Aprendiz, diziam eles, “mas como é que eu aprendia se não me deixavam ver?”, reflecte ela. Ficava atrás das portas, a ver como se fazia. De tanto espreitar aprendeu mesmo. Depositária das chaves do salão, aproveitava os domingos vazios para trabalho por conta própria, até um penteado seu ter ganho concurso bairrista. Pronto, estava descoberta a marosca, lá se ia o ganho, mais o almoço. Mas a coisa funcionou ao contrário e Adelaidinha ascendeu na profissão.

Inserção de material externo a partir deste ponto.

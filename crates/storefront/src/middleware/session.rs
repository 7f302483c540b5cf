//! Session middleware configuration.
//!
//! Production sessions live in `PostgreSQL` (`tower_sessions.session`,
//! created by the initial migration). Tests plug in any other
//! `SessionStore` through [`session_layer`].

use sqlx::PgPool;
use tower_sessions::{Expiry, SessionManagerLayer, SessionStore};
use tower_sessions_sqlx_store::PostgresStore;

use crate::config::StorefrontConfig;

/// Session cookie name.
pub const SESSION_COOKIE_NAME: &str = "amyfairy_session";

/// Session expiry time in seconds (7 days of inactivity).
const SESSION_EXPIRY_SECONDS: i64 = 7 * 24 * 60 * 60;

/// Session layer over an arbitrary store.
///
/// Cookies are HTTP-only and `SameSite=Lax`; `secure` should be set when the
/// storefront is served over HTTPS.
#[must_use]
pub fn session_layer<S: SessionStore + Clone>(store: S, secure: bool) -> SessionManagerLayer<S> {
    SessionManagerLayer::new(store)
        .with_name(SESSION_COOKIE_NAME)
        .with_expiry(Expiry::OnInactivity(
            tower_sessions::cookie::time::Duration::seconds(SESSION_EXPIRY_SECONDS),
        ))
        .with_secure(secure)
        .with_same_site(tower_sessions::cookie::SameSite::Lax)
        .with_http_only(true)
        .with_path("/")
}

/// Create the session layer with the `PostgreSQL` store.
#[must_use]
pub fn create_session_layer(
    pool: &PgPool,
    config: &StorefrontConfig,
) -> SessionManagerLayer<PostgresStore> {
    session_layer(PostgresStore::new(pool.clone()), config.is_https())
}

Nos meandros da história, que paramos por aqui, Adelaidinha casou e enviuvou sem que do casamento ficasse prole. E logo ela, que alimentava o sonho de ver nascer crianças. Alguém a chamou: “venha fazer voluntariado no Hospital D. Estefânia”. Foi. Viu e ouviu os primeiros sinais dos que acabam de chegar ao mundo. Lembra as seis crianças, paridas de uma assentada; a outra que a encontrou na rua, correu, abraçou-a e disse: “olha, a senhora que me dá bolachas”. Ficou-lhe na memória a criança cujo pai dizia que não iria comer e que, das mãos da Pombinha Amarela, merendou sofregamente.
Tomou-lhe o gosto. Acrescentou visitas a hospitais, lares de terceira idade. Ligou-se a pessoas, assistindo-as nos últimos momentos. Os filhos de alguns, telefonam-lhe todos os dias, visitam-na ao fim-de-semana. Voluntária foste, atendida serás. É assim uma permuta quase divina, feita pela mão do Homem.